#### EXERCISE INSTRUCTIONS
Work out how many lines in the entries below include the word "strings", and give only that figure.

START EXTRACTED RECORDS

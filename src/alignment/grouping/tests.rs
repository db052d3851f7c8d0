use super::*;
use crate::types::PhonemeSpan;

fn strings(items: &[&str]) -> Vec<String> {
    items.iter().map(|s| s.to_string()).collect()
}

fn span(ph: &str, start: f64, end: f64) -> PhonemeSpan {
    PhonemeSpan::new(ph, start, end)
}

#[test]
fn one_to_one_spans_take_min_start_max_end() {
    let phonemes = strings(&["SP", "h", "a", "N", "SP", "g", "u", "K", "SP"]);
    let word_index = vec![None, Some(0), Some(0), Some(0), None, Some(1), Some(1), Some(1), None];
    let spans = vec![
        span("SP", 0.0, 0.5),
        span("h", 0.5, 0.6),
        span("a", 0.6, 0.9),
        span("N", 0.9, 1.0),
        span("SP", 1.0, 1.2),
        span("g", 1.2, 1.3),
        span("u", 1.3, 1.6),
        span("K", 1.6, 1.7),
        span("SP", 1.7, 2.0),
    ];
    let words = strings(&["한", "국"]);
    let agg = aggregate_word_spans(&phonemes, &word_index, &spans, 2);
    let out = spans_to_words(&words, &agg, 0);
    assert_eq!(out.len(), 2);
    assert_eq!((out[0].word.start_time, out[0].word.end_time), (0.5, 1.0));
    assert_eq!((out[1].word.start_time, out[1].word.end_time), (1.2, 1.7));
    assert_eq!(out[1].index, 1);
}

#[test]
fn ragged_spans_match_by_identity_in_order() {
    let phonemes = strings(&["SP", "n", "a", "SP", "n", "a", "SP"]);
    let word_index = vec![None, Some(0), Some(0), None, Some(1), Some(1), None];
    // aligner merged the first word's onset away
    let spans = vec![
        span("a", 0.2, 0.4),
        span("SP", 0.4, 0.5),
        span("n", 0.5, 0.6),
        span("a", 0.6, 0.9),
    ];
    let agg = aggregate_word_spans(&phonemes, &word_index, &spans, 2);
    let out = spans_to_words(&strings(&["나", "나"]), &agg, 0);
    assert_eq!((out[0].word.start_time, out[0].word.end_time), (0.2, 0.4));
    assert_eq!((out[1].word.start_time, out[1].word.end_time), (0.5, 0.9));
}

#[test]
fn unresolvable_spans_are_discarded_and_words_omitted() {
    let phonemes = strings(&["SP", "o", "SP", "a", "SP"]);
    let word_index = vec![None, Some(0), None, Some(1), None];
    let spans = vec![span("o", 1.0, 1.5), span("zz", 1.5, 2.0)];
    let agg = aggregate_word_spans(&phonemes, &word_index, &spans, 2);
    let out = spans_to_words(&strings(&["oh", "ah"]), &agg, 10);
    assert_eq!(out.len(), 1);
    assert_eq!(out[0].index, 10);
    assert_eq!(out[0].word.text, "oh");
}

#[test]
fn timestamps_round_to_milliseconds() {
    assert_eq!(round_ms(1.23456), 1.235);
    assert_eq!(round_ms(0.0004), 0.0);
}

END EXTRACTED RECORDS

#### ANSWER TO THE PROBLEM
7